DATA EXTRACT
//! `record`: log messages through a configured logger and print the entries.

use eyre::WrapErr;
use memlog_config::LoggerCfg;
use memlog_core::Logger;

use crate::cli::RecordArgs;

/// Command-line flags only ever turn features on, except `--disabled`.
pub fn effective_cfg(cfg: &LoggerCfg, args: &RecordArgs) -> LoggerCfg {
    LoggerCfg {
        enabled: cfg.enabled && !args.disabled,
        immediate: cfg.immediate || args.immediate,
        write_on_drop: cfg.write_on_drop || args.on_drop,
        file: args.file.clone().or_else(|| cfg.file.clone()),
        append: cfg.append || args.append,
    }
}

pub fn run(cfg: &LoggerCfg, args: &RecordArgs, json: bool) -> eyre::Result<()> {
    let cfg = effective_cfg(cfg, args);
    tracing::info!(
        enabled = cfg.enabled,
        immediate = cfg.immediate,
        write_on_drop = cfg.write_on_drop,
        file = ?cfg.file,
        append = cfg.append,
        "record start"
    );

    let mut logger = Logger::from(&cfg);
    match args.tag.as_deref() {
        Some(tag) => {
            for m in &args.messages {
                logger.log_tagged(tag, m);
            }
        }
        None => logger.extend(&args.messages),
    }

    if json {
        println!("{}", serde_json::to_string(logger.entries())?);
    } else {
        logger
            .write(std::io::stdout().lock())
            .wrap_err("write entries to stdout")?;
    }

    tracing::info!(entries = logger.len(), "record complete");
    logger.close();
    Ok(())
}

PROBLEM STATEMENT
Nothing but a number should be given: how many lines in the listing hold the word "RecordArgs".

RESPONSE
3